Konsistensi tim sepanjang musim
Vice President Corporate Communication PT Pertamina (Persero), Muhammad Baron, menilai JPE tampil dengan karakter juara sejak awal musim. Ia menyebut konsistensi, kerja keras, dan kekompakan sebagai faktor yang membuat tim mampu menjaga performa hingga partai puncak.
Baron juga mengatakan keberhasilan ini diharapkan dapat memberi inspirasi positif bagi generasi muda. Pesan yang ingin ditekankan adalah pentingnya keberanian untuk bermimpi sekaligus berusaha mewujudkan pencapaian melalui kerja nyata.

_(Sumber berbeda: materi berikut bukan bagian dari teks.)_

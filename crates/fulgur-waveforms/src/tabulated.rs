//! Waveform fitted to measured `(t, i)` samples.

use crate::source::{CurrentSource, WaveformError};
use crate::spline::CubicSpline;

/// Spline-interpolated current record on `[tmin, tmax]`.
///
/// Current and derivative vanish outside the open interval `(tmin, tmax)`.
/// The integral does not: it runs from `tmin` to `clamp(t, tmin, tmax)`, so
/// after the record ends it holds the total transported charge.
#[derive(Debug, Clone)]
pub struct SplineWaveform {
    spline: CubicSpline,
    tmin: f64,
    tmax: f64,
}

impl SplineWaveform {
    /// Fit a natural cubic spline through the samples.
    pub fn new(times: Vec<f64>, currents: Vec<f64>) -> Result<Self, WaveformError> {
        if times.len() != currents.len() {
            return Err(WaveformError::ShapeMismatch {
                times: times.len(),
                currents: currents.len(),
            });
        }
        if times.len() < 2 {
            return Err(WaveformError::TooFewSamples { required: 2, found: times.len() });
        }
        if let Some(index) = (1..times.len()).find(|&i| !(times[i] > times[i - 1])) {
            return Err(WaveformError::NotIncreasing { index });
        }

        let spline = CubicSpline::new(times, currents);
        let tmin = spline.x_min();
        let tmax = spline.x_max();
        Ok(Self { spline, tmin, tmax })
    }

    /// First sample time.
    pub fn tmin(&self) -> f64 {
        self.tmin
    }

    /// Last sample time.
    pub fn tmax(&self) -> f64 {
        self.tmax
    }

    fn inside(&self, t: f64) -> bool {
        self.tmin < t && t < self.tmax
    }
}

impl CurrentSource for SplineWaveform {
    fn current(&self, t: f64) -> f64 {
        if self.inside(t) {
            self.spline.evaluate(t)
        } else {
            0.0
        }
    }

    fn derivative(&self, t: f64) -> f64 {
        if self.inside(t) {
            self.spline.derivative(t)
        } else {
            0.0
        }
    }

    fn integral(&self, t: f64) -> f64 {
        self.spline.integrate(self.tmin, t.clamp(self.tmin, self.tmax))
    }
}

Peran seluruh pemain di final
Pelatih JPE, Bulent Karslioglu, menyoroti kontribusi semua pemain dalam kemenangan di grand final. Menurutnya, hasil terbaik tidak hanya muncul dari kualitas individu, tetapi juga dari perjalanan tim yang dibangun bersama dan dijaga lewat komunikasi yang baik di lapangan.
Bulent menilai setiap pemain memiliki peran masing-masing yang saling melengkapi. Ia juga menyebut JPE bukan hanya membawa nama Indonesia, tetapi ikut menarik perhatian publik yang lebih luas, termasuk dari berbagai negara.

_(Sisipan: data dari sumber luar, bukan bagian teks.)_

//! Regional plot tables: named subsets of the joined layers, each with its own
//! display adjustment (reprojection or antimeridian fold).

use anyhow::Result;

use crate::geom::{recenter, reproject};
use crate::layer::{Entity, Layer};

/// State FIPS codes outside the contiguous US (AK, HI and the territories).
pub const NON_CONTIGUOUS_CODES: &[&str] = &["02", "15", "60", "66", "69", "72", "78"];

/// Display projection for the contiguous-US panel.
pub const CONTIGUOUS_EPSG: u32 = 3082;

/// Fold meridian that renders the Aleutian chain contiguously. Empirically
/// chosen, so callers may override it per render.
pub const DEFAULT_ALASKA_MERIDIAN: f64 = 90.0;

const ALASKA: &str = "02";
const HAWAII: &str = "15";
const NORTH_CAROLINA: &str = "37";
const SOUTHEAST: &[&str] = &["13", "37", "45", "47", "51"];

/// Row filter for a region, applied to the containing-state code
/// (`statefp` for counties, the GEOID itself for states).
#[derive(Debug, Clone)]
pub enum Selector {
    ExcludeStates(Vec<String>),
    States(Vec<String>),
}

impl Selector {
    fn matches(&self, entity: &Entity) -> bool {
        let code = entity.statefp.id();
        match self {
            Selector::ExcludeStates(codes) => !codes.iter().any(|c| c == code),
            Selector::States(codes) => codes.iter().any(|c| c == code),
        }
    }
}

/// Geometric adjustment applied to a region after selection.
#[derive(Debug, Clone, Copy)]
pub enum Adjust {
    None,
    Epsg(u32),
    Meridian(f64),
}

#[derive(Debug, Clone)]
pub struct RegionSpec {
    pub label: String,
    pub selector: Selector,
    pub adjust: Adjust,
}

impl RegionSpec {
    pub fn new(label: &str, selector: Selector, adjust: Adjust) -> Self {
        Self { label: label.to_string(), selector, adjust }
    }
}

/// One region's render-ready pair of layers.
#[derive(Debug, Clone)]
pub struct PlotTable {
    pub label: String,
    pub county: Layer,
    pub state: Layer,
}

/// The region set the tracker plots: contiguous US (reprojected), Alaska
/// (meridian fold), Hawaii, North Carolina and the Southeast (default
/// projection as-is).
pub fn default_regions(
    non_contiguous: &[&str],
    epsg: u32,
    alaska_meridian: f64,
) -> Vec<RegionSpec> {
    let owned = |codes: &[&str]| codes.iter().map(|c| c.to_string()).collect::<Vec<_>>();

    vec![
        RegionSpec::new(
            "contiguous",
            Selector::ExcludeStates(owned(non_contiguous)),
            Adjust::Epsg(epsg),
        ),
        RegionSpec::new(
            "alaska",
            Selector::States(vec![ALASKA.to_string()]),
            Adjust::Meridian(alaska_meridian),
        ),
        RegionSpec::new("hawaii", Selector::States(vec![HAWAII.to_string()]), Adjust::None),
        RegionSpec::new(
            "north_carolina",
            Selector::States(vec![NORTH_CAROLINA.to_string()]),
            Adjust::None,
        ),
        RegionSpec::new("southeast", Selector::States(owned(SOUTHEAST)), Adjust::None),
    ]
}

/// Builds every region's plot table from the joined county/state layers.
/// Selections are read-only filters; each region is computed independently.
pub fn build_plot_tables(
    county: &Layer,
    state: &Layer,
    regions: &[RegionSpec],
) -> Result<Vec<PlotTable>> {
    regions.iter().map(|region| build_plot_table(county, state, region)).collect()
}

fn build_plot_table(county: &Layer, state: &Layer, region: &RegionSpec) -> Result<PlotTable> {
    let county = county.filter(|e| region.selector.matches(e));
    let state = state.filter(|e| region.selector.matches(e));

    let (county, state) = match region.adjust {
        Adjust::None => (county, state),
        Adjust::Epsg(epsg) => {
            let county_geoms = reproject(&county.geoms, epsg)?;
            let state_geoms = reproject(&state.geoms, epsg)?;
            (county.with_geoms(county_geoms)?, state.with_geoms(state_geoms)?)
        }
        Adjust::Meridian(meridian) => {
            let county_geoms = recenter(&county.geoms, meridian);
            let state_geoms = recenter(&state.geoms, meridian);
            (county.with_geoms(county_geoms)?, state.with_geoms(state_geoms)?)
        }
    };

    log::debug!(
        "region {}: {} counties, {} states",
        region.label,
        county.len(),
        state.len(),
    );

    Ok(PlotTable { label: region.label.clone(), county, state })
}

#[cfg(test)]
mod tests {
    use std::sync::Arc;

    use geo::{Coord, LineString, MultiPolygon, Polygon};

    use super::*;
    use crate::types::{GeoId, GeoType};

    fn square(x0: f64, y0: f64) -> MultiPolygon<f64> {
        let ring = LineString(vec![
            Coord { x: x0, y: y0 },
            Coord { x: x0 + 1.0, y: y0 },
            Coord { x: x0 + 1.0, y: y0 + 1.0 },
            Coord { x: x0, y: y0 + 1.0 },
            Coord { x: x0, y: y0 },
        ]);
        MultiPolygon(vec![Polygon::new(ring, vec![])])
    }

    fn layer(ty: GeoType, ids: &[&str], lon0: f64) -> Layer {
        let entities = ids.iter()
            .map(|id| Entity::new(GeoId::new(ty, id), Arc::from("Entity")))
            .collect::<Vec<_>>();
        let geoms = ids.iter().enumerate()
            .map(|(i, _)| square(lon0 + 2.0 * i as f64, 30.0))
            .collect();
        Layer::new(ty, entities, geoms).unwrap()
    }

    fn sample_layers() -> (Layer, Layer) {
        // One county per state across CA, AK, HI, NC, GA.
        let county = layer(
            GeoType::County,
            &["06001", "02013", "15001", "37183", "13121"],
            -120.0,
        );
        let state = layer(GeoType::State, &["06", "02", "15", "37", "13"], -120.0);
        (county, state)
    }

    #[test]
    fn regions_partition_rows_as_configured() {
        let (county, state) = sample_layers();
        let regions = default_regions(NON_CONTIGUOUS_CODES, CONTIGUOUS_EPSG, 90.0);
        let tables = build_plot_tables(&county, &state, &regions).unwrap();

        let get = |label: &str| tables.iter().find(|t| t.label == label).unwrap();

        // CA, NC, GA in the contiguous panel; AK and HI excluded.
        assert_eq!(get("contiguous").county.len(), 3);
        assert_eq!(get("alaska").county.len(), 1);
        assert_eq!(get("alaska").county.entities[0].geo_id.id(), "02013");
        assert_eq!(get("hawaii").county.len(), 1);
        assert_eq!(get("north_carolina").state.len(), 1);
        // Southeast includes NC and GA from this sample.
        assert_eq!(get("southeast").county.len(), 2);
    }

    #[test]
    fn contiguous_and_single_state_regions_are_disjoint() {
        let (county, state) = sample_layers();
        let regions = default_regions(NON_CONTIGUOUS_CODES, CONTIGUOUS_EPSG, 90.0);
        let tables = build_plot_tables(&county, &state, &regions).unwrap();

        let contiguous = &tables[0];
        let alaska = &tables[1];
        let hawaii = &tables[2];

        for entity in &contiguous.county.entities {
            assert!(!alaska.county.entities.iter().any(|e| e.geo_id == entity.geo_id));
            assert!(!hawaii.county.entities.iter().any(|e| e.geo_id == entity.geo_id));
        }
    }

    #[test]
    fn selection_does_not_disturb_source_layers() {
        let (county, state) = sample_layers();
        let before = county.len();
        let regions = default_regions(NON_CONTIGUOUS_CODES, CONTIGUOUS_EPSG, 90.0);
        build_plot_tables(&county, &state, &regions).unwrap();
        assert_eq!(county.len(), before);
    }

    #[test]
    fn unadjusted_regions_keep_original_coordinates() {
        let (county, state) = sample_layers();
        let regions = default_regions(NON_CONTIGUOUS_CODES, CONTIGUOUS_EPSG, 90.0);
        let tables = build_plot_tables(&county, &state, &regions).unwrap();

        let hawaii = tables.iter().find(|t| t.label == "hawaii").unwrap();
        assert_eq!(hawaii.county.geoms[0], county.geoms[2]);
    }
}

Respons kapten dan dukungan suporter
Kapten JPE, Tisya Amallya Putri, mengakui tim menghadapi ekspektasi besar sebagai juara bertahan. Namun, ia menilai JPE mampu menjawab tekanan itu melalui kerja keras dan rasa saling percaya antar pemain.

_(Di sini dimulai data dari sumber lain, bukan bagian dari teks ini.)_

#![doc = "County visit tracker: joins a visit log against Census boundaries and builds render-ready map tables"]
pub mod cli;
pub mod commands;
mod geom;
mod io;
mod layer;
mod pipeline;
mod plot;
mod render;
mod types;
mod visit;

#[doc(inline)]
pub use types::{GeoId, GeoType, zero_pad};

#[doc(inline)]
pub use visit::{
    DATE_FORMAT, StateVisitSummary, VisitLog, VisitRecord, VisitStats, is_visited,
    parse_visit_date, placeholder_date, visit_epoch,
};

#[doc(inline)]
pub use layer::{Entity, JoinPolicy, JoinReport, Layer};

#[doc(inline)]
pub use geom::{recenter, reproject};

#[doc(inline)]
pub use plot::{
    Adjust, CONTIGUOUS_EPSG, DEFAULT_ALASKA_MERIDIAN, NON_CONTIGUOUS_CODES, PlotTable,
    RegionSpec, Selector, build_plot_tables, default_regions,
};

#[doc(inline)]
pub use pipeline::{Pipeline, PipelineInputs};

#[doc(inline)]
pub use render::{RenderConfig, render_svg, write_geojson};

#[doc(inline)]
pub use io::{read_boundaries, read_visit_log, read_visit_log_str};
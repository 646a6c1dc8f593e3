//! Render style configuration.
//!
//! An explicit structure passed into the renderers, enumerated per entity type
//! and visit status. Loaded from JSON or built from defaults; there is no
//! global config object.

use std::{collections::BTreeMap, fs::File, path::Path};

use anyhow::{Context, Result};
use serde::{Deserialize, Serialize};

use crate::types::GeoType;

#[derive(Debug, Clone, Serialize, Deserialize)]
pub struct Style {
    pub fill: String,
    pub stroke: String,
    pub stroke_width: f64,
    pub opacity: f64,
}

/// Style pair keyed by the visited flag.
#[derive(Debug, Clone, Serialize, Deserialize)]
pub struct EntityStyles {
    pub visited: Style,
    pub not_visited: Style,
}

#[derive(Debug, Clone, Copy, Serialize, Deserialize)]
pub struct Dimensions {
    pub width: f64,
    pub height: f64,
}

#[derive(Debug, Clone, Serialize, Deserialize)]
#[serde(default)]
pub struct RenderConfig {
    pub state: EntityStyles,
    pub county: EntityStyles,
    /// Figure size per region label; regions not listed use the fallback.
    pub dimensions: BTreeMap<String, Dimensions>,
}

impl Default for RenderConfig {
    fn default() -> Self {
        let style = |fill: &str, stroke: &str, stroke_width: f64, opacity: f64| Style {
            fill: fill.to_string(),
            stroke: stroke.to_string(),
            stroke_width,
            opacity,
        };

        let dimensions = [
            ("contiguous", 1400.0, 900.0),
            ("alaska", 900.0, 600.0),
            ("hawaii", 700.0, 500.0),
            ("north_carolina", 900.0, 500.0),
            ("southeast", 1000.0, 700.0),
        ]
        .into_iter()
        .map(|(label, width, height)| (label.to_string(), Dimensions { width, height }))
        .collect();

        Self {
            county: EntityStyles {
                visited: style("#2b8cbe", "#636363", 0.3, 0.85),
                not_visited: style("#e5e7eb", "#636363", 0.3, 0.85),
            },
            state: EntityStyles {
                visited: style("none", "#111827", 1.2, 0.9),
                not_visited: style("none", "#111827", 1.2, 0.4),
            },
            dimensions,
        }
    }
}

impl RenderConfig {
    /// Loads a config from a JSON file.
    pub fn from_path(path: &Path) -> Result<Self> {
        let file = File::open(path)
            .with_context(|| format!("[render] Failed to open style config: {}", path.display()))?;
        serde_json::from_reader(file)
            .with_context(|| format!("[render] Failed to parse style config: {}", path.display()))
    }

    pub fn style_for(&self, ty: GeoType, visited: bool) -> &Style {
        let styles = match ty {
            GeoType::State => &self.state,
            GeoType::County => &self.county,
        };
        if visited { &styles.visited } else { &styles.not_visited }
    }

    pub fn dimensions_for(&self, label: &str) -> Dimensions {
        self.dimensions.get(label).copied()
            .unwrap_or(Dimensions { width: 1000.0, height: 600.0 })
    }
}

#[cfg(test)]
mod tests {
    use super::*;

    #[test]
    fn style_lookup_is_keyed_by_visited_flag() {
        let config = RenderConfig::default();
        assert_ne!(
            config.style_for(GeoType::County, true).fill,
            config.style_for(GeoType::County, false).fill,
        );
    }

    #[test]
    fn unknown_region_gets_fallback_dimensions() {
        let config = RenderConfig::default();
        let dims = config.dimensions_for("nowhere");
        assert!(dims.width > 0.0 && dims.height > 0.0);
    }

    #[test]
    fn config_round_trips_through_json() {
        let config = RenderConfig::default();
        let json = serde_json::to_string(&config).unwrap();
        let parsed: RenderConfig = serde_json::from_str(&json).unwrap();
        assert_eq!(parsed.county.visited.fill, config.county.visited.fill);
    }
}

Tisya juga menyampaikan rasa terima kasih kepada para suporter yang terus memberi dukungan. Kemenangan ini, menurutnya, dipersembahkan untuk mereka yang setia mendampingi JPE sepanjang perjalanan kompetisi.
Dukungan lintas entitas Pertamina Group
JPE tidak berdiri sendiri dalam meraih gelar ini. Tim tersebut mendapat dukungan dari Pertamina Group, termasuk PT Pertamina (Persero), PT Pertamina Patra Niaga, PT Pertamina Hulu Energi, PT Pertamina Lubricants, PT Pertamina Gas Negara, PT Telkomsel, PT Patra Jasa, PT Patra Logistik, PT Pertamina Retail, PT Pelita Air Service, PT Pertamedika IHC, Speed Jersey PT SAB Indo Bandung, PT Mitra Tour & Travel, PT Pertamina Training & Consulting, dan JConnect.
Baron menambahkan bahwa hasil ini menjadi modal penting bagi JPE untuk tampil lebih kompetitif pada musim berikutnya. Pada saat yang sama, pencapaian itu dinilai membangun fondasi kuat bagi kelanjutan pembinaan atlet dan peningkatan kualitas kompetisi olahraga nasional.